* Task prompt *
Quote exactly the lines spanning from the top of the data below to the line that contains "pub enum StagingDirNameError", including both.

* Dataset entries *
■ ■ ■ ■

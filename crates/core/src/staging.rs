// SPDX-License-Identifier: BUSL-1.1
// Copyright (c) 2026 Alfred Jean LLC

//! Staging directory naming (spec §3.4, §6.5).
//!
//! `<priority><creation_time_hex>_<job_id_hex>_<split_job_counter_hex>_<unique_number_hex>/<dir_no_hex>/`

use crate::ids::{DirId, JobId, UniqueNumber};
use thiserror::Error;

#[derive(Debug, Error, PartialEq, Eq)]
pub enum StagingDirNameError {
    #[error("staging directory name missing the '/<dir_no>' segment")]
    MissingDirNoSegment,
    #[error("staging directory base name missing a priority character")]
    EmptyBaseName,
    #[error("staging directory base name is not formed of 4 '_'-separated fields")]
    WrongFieldCount,
    #[error("invalid hex segment {0:?}: {1}")]
    InvalidHex(String, std::num::ParseIntError),
}

/// Parsed/unparsed staging directory name.
#[derive(Debug, Clone, Copy, PartialEq, Eq)]
pub struct StagingDirName {
    pub priority: u8,
    pub creation_time: u64,
    pub job_id: JobId,
    pub split_job_counter: u32,
    pub unique_number: UniqueNumber,
    pub dir_no: DirId,
}

impl StagingDirName {
    /// Render `<base>/<dir_no_hex>` (without a trailing slash; callers
    /// append one when creating the directory on disk).
    pub fn format(&self) -> String {
        format!(
            "{}{:x}_{:x}_{:x}_{:x}/{:x}",
            self.priority as char,
            self.creation_time,
            self.job_id.get(),
            self.split_job_counter,
            self.unique_number.get(),
            self.dir_no.get(),
        )
    }

    /// Parse a name produced by [`Self::format`] (or the equivalent path
    /// component sequence once a `/` has separated the directory number).
    pub fn parse(name: &str) -> Result<Self, StagingDirNameError> {
        let (base, dir_no_hex) = name
            .split_once('/')
            .ok_or(StagingDirNameError::MissingDirNoSegment)?;

        let mut chars = base.chars();
        let priority = chars.next().ok_or(StagingDirNameError::EmptyBaseName)? as u8;
        let rest: String = chars.collect();

        let fields: Vec<&str> = rest.split('_').collect();
        if fields.len() != 4 {
            return Err(StagingDirNameError::WrongFieldCount);
        }

        let parse_hex = |s: &str| -> Result<u64, StagingDirNameError> {
            u64::from_str_radix(s, 16).map_err(|e| StagingDirNameError::InvalidHex(s.into(), e))
        };

        let creation_time = parse_hex(fields[0])?;
        let job_id = parse_hex(fields[1])? as u32;
        let split_job_counter = parse_hex(fields[2])? as u32;
        let unique_number = parse_hex(fields[3])? as u32;
        let dir_no = parse_hex(dir_no_hex)? as u32;

        Ok(StagingDirName {
            priority,
            creation_time,
            job_id: JobId::new(job_id),
            split_job_counter,
            unique_number: UniqueNumber::new(unique_number),
            dir_no: DirId::new(dir_no),
        })
    }
}

#[cfg(test)]
#[path = "staging_tests.rs"]
mod tests;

■ ■ ■ ■

* Solution for this exercise *
filename crates/core/src/staging.rs
// SPDX-License-Identifier: BUSL-1.1
// Copyright (c) 2026 Alfred Jean LLC

//! Staging directory naming (spec §3.4, §6.5).
//!
//! `<priority><creation_time_hex>_<job_id_hex>_<split_job_counter_hex>_<unique_number_hex>/<dir_no_hex>/`

use crate::ids::{DirId, JobId, UniqueNumber};
use thiserror::Error;

#[derive(Debug, Error, PartialEq, Eq)]
pub enum StagingDirNameError {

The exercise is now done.